Adrenal Fatigue and Bowel and Bladder Irritations
Some conditions that affect the bowel and bladder are strongly associated with adrenal fatigue. Let’s talk about two such medical states: irritable bowel syndrome and interstitial cystitis.
The relationship between the bowel and adrenal fatigue
You may have noticed that you’re not digesting food well. Maybe no matter what you eat, you experience heartburn. Or you’re always running to the bathroom due to diarrhea. Or you begin to find yourself straining and suffering from extreme constipation.
Maybe certain foods you eat cause you to develop crampy abdominal pain. Maybe the pain comes on even when you’re not eating. If you have any or all of the preceding symptoms, you may be experiencing irritable bowel syndrome (IBS).
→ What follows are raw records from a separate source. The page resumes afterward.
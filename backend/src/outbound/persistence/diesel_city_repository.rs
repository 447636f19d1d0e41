//! PostgreSQL-backed `CityRepository` implementation using Diesel ORM.

use async_trait::async_trait;
use diesel::prelude::*;
use diesel_async::RunQueryDsl;

use crate::domain::ports::{CityPersistenceError, CityRepository};
use crate::domain::{City, CityId, CityName};

use super::error_mapping::{DbFailure, diesel_failure, pool_failure};
use super::models::{CityRow, NewCityRow};
use super::pool::DbPool;
use super::schema::{cities, weather_data};

/// Diesel-backed implementation of the [`CityRepository`] port.
#[derive(Clone)]
pub struct DieselCityRepository {
    pool: DbPool,
}

impl DieselCityRepository {
    /// Create a new repository with the given connection pool.
    pub fn new(pool: DbPool) -> Self {
        Self { pool }
    }
}

fn map_failure(failure: DbFailure) -> CityPersistenceError {
    match failure {
        DbFailure::Connection(message) => CityPersistenceError::connection(message),
        DbFailure::UniqueViolation(constraint) => CityPersistenceError::query(format!(
            "unexpected unique violation on {}",
            constraint.as_deref().unwrap_or("cities")
        )),
        DbFailure::Query(message) => CityPersistenceError::query(message),
    }
}

fn map_diesel_error(error: diesel::result::Error) -> CityPersistenceError {
    map_failure(diesel_failure(error))
}

fn to_city(row: CityRow) -> Result<City, CityPersistenceError> {
    City::try_from(row).map_err(CityPersistenceError::query)
}

#[async_trait]
impl CityRepository for DieselCityRepository {
    async fn find_by_name(&self, name: &CityName) -> Result<Option<City>, CityPersistenceError> {
        let mut conn = self.pool.get().await.map_err(|e| map_failure(pool_failure(e)))?;
        let row: Option<CityRow> = cities::table
            .filter(cities::name.eq(name.as_ref()))
            .select(CityRow::as_select())
            .first(&mut conn)
            .await
            .optional()
            .map_err(map_diesel_error)?;
        row.map(to_city).transpose()
    }

    async fn find_by_id(&self, id: &CityId) -> Result<Option<City>, CityPersistenceError> {
        let mut conn = self.pool.get().await.map_err(|e| map_failure(pool_failure(e)))?;
        let row: Option<CityRow> = cities::table
            .find(id.as_uuid())
            .select(CityRow::as_select())
            .first(&mut conn)
            .await
            .optional()
            .map_err(map_diesel_error)?;
        row.map(to_city).transpose()
    }

    async fn insert_or_get(&self, city: &City) -> Result<City, CityPersistenceError> {
        let mut conn = self.pool.get().await.map_err(|e| map_failure(pool_failure(e)))?;
        // A concurrent request may have geocoded the same name first; keep
        // whichever row won.
        diesel::insert_into(cities::table)
            .values(NewCityRow::from(city))
            .on_conflict(cities::name)
            .do_nothing()
            .execute(&mut conn)
            .await
            .map_err(map_diesel_error)?;
        let row: CityRow = cities::table
            .filter(cities::name.eq(city.name.as_ref()))
            .select(CityRow::as_select())
            .first(&mut conn)
            .await
            .map_err(map_diesel_error)?;
        to_city(row)
    }

    async fn list_without_weather(&self) -> Result<Vec<City>, CityPersistenceError> {
        let mut conn = self.pool.get().await.map_err(|e| map_failure(pool_failure(e)))?;
        let rows: Vec<CityRow> = cities::table
            .left_join(weather_data::table)
            .filter(weather_data::city_id.is_null())
            .select(CityRow::as_select())
            .order(cities::name.asc())
            .load(&mut conn)
            .await
            .map_err(map_diesel_error)?;
        rows.into_iter().map(to_city).collect()
    }
}
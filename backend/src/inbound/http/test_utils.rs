//! Test helpers for inbound HTTP components.

use std::sync::Arc;

use actix_session::{SessionMiddleware, storage::CookieSessionStore};
use actix_web::cookie::{Cookie, Key};
use actix_http::Request;
use actix_web::dev::{Service, ServiceResponse};
use actix_web::{HttpResponse, test, web};

use super::session::SessionContext;
use super::state::{HttpState, HttpStatePorts};
use crate::domain::ports::{
    MockLoginService, MockRegistrationService, MockSubscriptionCommand, MockSubscriptionQuery,
    MockUsersQuery, MockWeatherQuery,
};
use crate::domain::{EmailAddress, Error, User, UserId, Username};

/// Build a session middleware configured for tests.
///
/// - Generates a fresh signing/encryption key per invocation.
/// - Sets the cookie name to `session` and disables the `Secure` flag for
///   local HTTP tests.
pub fn test_session_middleware() -> SessionMiddleware<CookieSessionStore> {
    SessionMiddleware::builder(CookieSessionStore::default(), Key::generate())
        .cookie_name("session".to_owned())
        .cookie_secure(false)
        .build()
}

/// Extract the `session` cookie set by a response.
pub fn session_cookie<B>(response: &ServiceResponse<B>) -> Cookie<'static> {
    response
        .response()
        .cookies()
        .find(|cookie| cookie.name() == "session")
        .expect("session cookie set")
        .into_owned()
}

/// Mock ports with no expectations; tests set the ones they exercise.
#[derive(Default)]
pub struct MockPorts {
    pub login: MockLoginService,
    pub registration: MockRegistrationService,
    pub users: MockUsersQuery,
    pub subscriptions: MockSubscriptionCommand,
    pub subscriptions_query: MockSubscriptionQuery,
    pub weather: MockWeatherQuery,
}

impl MockPorts {
    /// Wrap the mocks into handler state.
    pub fn into_state(self) -> web::Data<HttpState> {
        web::Data::new(HttpState::new(HttpStatePorts {
            login: Arc::new(self.login),
            registration: Arc::new(self.registration),
            users: Arc::new(self.users),
            subscriptions: Arc::new(self.subscriptions),
            subscriptions_query: Arc::new(self.subscriptions_query),
            weather: Arc::new(self.weather),
        }))
    }
}

/// Fixture user `ada`.
pub fn ada() -> User {
    User {
        id: UserId::new("3fa85f64-5717-4562-b3fc-2c963f66afa6").expect("fixture id"),
        username: Username::new("ada").expect("fixture username"),
        email: EmailAddress::new("ada@example.com").expect("fixture email"),
        is_active: true,
    }
}

/// Path of the test-only sign-in route registered by [`with_test_sign_in`].
pub const TEST_SIGN_IN_PATH: &str = "/test/sign-in";

async fn test_sign_in(session: SessionContext) -> Result<HttpResponse, Error> {
    session.persist_user(&ada())?;
    Ok(HttpResponse::Ok().finish())
}

/// Register a route that signs in as [`ada`] without touching any port.
pub fn with_test_sign_in(cfg: &mut web::ServiceConfig) {
    cfg.route(TEST_SIGN_IN_PATH, web::post().to(test_sign_in));
}

/// Sign in as [`ada`] and return the session cookie.
pub async fn sign_in<S, B>(app: &S) -> Cookie<'static>
where
    S: Service<Request, Response = ServiceResponse<B>, Error = actix_web::Error>,
{
    let response = test::call_service(
        app,
        test::TestRequest::post().uri(TEST_SIGN_IN_PATH).to_request(),
    )
    .await;
    session_cookie(&response)
}
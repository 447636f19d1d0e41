//! Driving port for on-demand weather reads.

use async_trait::async_trait;
use serde_json::Value;

use crate::domain::{City, Error, SubscriptionId};

#[cfg_attr(test, mockall::automock)]
#[async_trait]
pub trait WeatherQuery: Send + Sync {
    /// Current weather payload for the city behind a subscription.
    async fn current_for_subscription(&self, id: &SubscriptionId) -> Result<Value, Error>;

    /// Current weather payload for `city`.
    ///
    /// Serves the cache while it is fresh and fetches otherwise. When the
    /// fetch fails but an expired snapshot exists, that snapshot is served.
    async fn current_for_city(&self, city: &City) -> Result<Value, Error>;
}
//! Driving port for the periodic email job.

use async_trait::async_trait;
use serde::Serialize;

use crate::domain::Error;

/// Outcome of one dispatch pass.
#[derive(Debug, Clone, Copy, Default, PartialEq, Eq, Serialize)]
pub struct DispatchSummary {
    /// Subscriptions selected as due.
    pub due: usize,
    pub sent: usize,
    /// Attempts that failed; these were still rescheduled.
    pub failed: usize,
}

#[cfg_attr(test, mockall::automock)]
#[async_trait]
pub trait ForecastDispatch: Send + Sync {
    /// Email every due subscription and move each to its next slot.
    async fn dispatch_due(&self) -> Result<DispatchSummary, Error>;
}
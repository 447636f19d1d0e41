//! Shared HTTP adapter state.
//!
//! Handlers accept this state via `actix_web::web::Data` so they only depend
//! on driving ports and remain testable without I/O.

use std::sync::Arc;

use crate::domain::ports::{
    LoginService, RegistrationService, SubscriptionCommand, SubscriptionQuery, UsersQuery,
    WeatherQuery,
};

/// Parameter object bundling the port implementations handlers need.
#[derive(Clone)]
pub struct HttpStatePorts {
    pub login: Arc<dyn LoginService>,
    pub registration: Arc<dyn RegistrationService>,
    pub users: Arc<dyn UsersQuery>,
    pub subscriptions: Arc<dyn SubscriptionCommand>,
    pub subscriptions_query: Arc<dyn SubscriptionQuery>,
    pub weather: Arc<dyn WeatherQuery>,
}

/// Dependency bundle for HTTP handlers.
#[derive(Clone)]
pub struct HttpState {
    pub login: Arc<dyn LoginService>,
    pub registration: Arc<dyn RegistrationService>,
    pub users: Arc<dyn UsersQuery>,
    pub subscriptions: Arc<dyn SubscriptionCommand>,
    pub subscriptions_query: Arc<dyn SubscriptionQuery>,
    pub weather: Arc<dyn WeatherQuery>,
}

impl From<HttpStatePorts> for HttpState {
    fn from(ports: HttpStatePorts) -> Self {
        Self::new(ports)
    }
}

impl HttpState {
    /// Construct state from a ports bundle.
    ///
    /// # Examples
    /// ```no_run
    /// use std::sync::Arc;
    ///
    /// use weather_reminder::inbound::http::state::{HttpState, HttpStatePorts};
    /// use weather_reminder::test_support::InMemoryApp;
    ///
    /// let app = InMemoryApp::new();
    /// let state = HttpState::new(app.ports());
    /// let _login = Arc::clone(&state.login);
    /// ```
    pub fn new(ports: HttpStatePorts) -> Self {
        let HttpStatePorts {
            login,
            registration,
            users,
            subscriptions,
            subscriptions_query,
            weather,
        } = ports;
        Self {
            login,
            registration,
            users,
            subscriptions,
            subscriptions_query,
            weather,
        }
    }
}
When coauthor Rich was in medical school, the thinking about IBS was that it was purely psychological (that is, severe stress seemed to be the trigger for development of IBS). Minimizing or eliminating the stressor seemed to help the abdominal symptoms.
IBS was also considered a diagnosis of exclusion by most medical professionals, meaning that if other causes of colitis — inflammation of the large intestine — weren’t found either via colonoscopy or endoscopy, the doc was left with the diagnosis of IBS.
That was then; this is now. We’re here to tell you that IBS is much more than a psychological stressor. The bottom line is this: If you have symptoms of IBS, relay them to your healthcare practitioner. And if you’ve been diagnosed with IBS, speak with him or her about being evaluated for adrenal fatigue.
The relationship between the bladder and adrenal fatigue
With adrenal fatigue, a common condition affecting the bladder is interstitial cystitis (IC). In plain English, that’s bladder pain syndrome (BPS). If someone is suffering from IC, adrenal fatigue is likely present and has likely been so for a while.
For many people, especially women in their 30s and 40s, IC is a painful and debilitating condition. The symptoms can include the following:
Urinary urgency (feeling like you have to go to the bathroom all the time, even when you don’t)
Urinary frequency (frequent voiding)
Dysuria, or a burning sensation when you urinate; the pain of IC can be intense, sharp and knifelike in the bladder
Hematuria, or the presence of blood in the urine
Back pain and fever
Like adrenal fatigue, interstitial cystitis may not be recognized right away by your healthcare provider. All the preceding symptoms can also indicate a simple urinary tract infection (UTI). If you see your healthcare provider with these complaints, the typical kneejerk reaction is to prescribe an antibiotic for a presumed UTI. A UTI differs from IC in two basic ways:
IC generally doesn’t get better with antibiotics, whereas a UTI does.
In the case of IC, a culture of the urine is often negative; it doesn’t show that an infection is present.
The causes of IC are many, but a major one is food sensitivities, especially sensitivity to gluten. There’s a big connection between celiac disease and the development of IC. Foods such as tomatoes can irritate the bladder, too.
A urologist can confirm IC with a cystoscopy. With this diagnostic study, a flexible catheter called a cystoscope (a bladder cam) enters your bladder so the urologist can look for signs of inflammation.
The treatment for IC is multifaceted and includes keeping a food diary and eliminating gluten from the diet. Being tested for food sensitivities may be helpful. Also, the prescription medication pentosan polysulfate (Elmiron) has helped people with IC. This med is the only oral medication approved by the U.S. FDA for treating interstitial cystitis.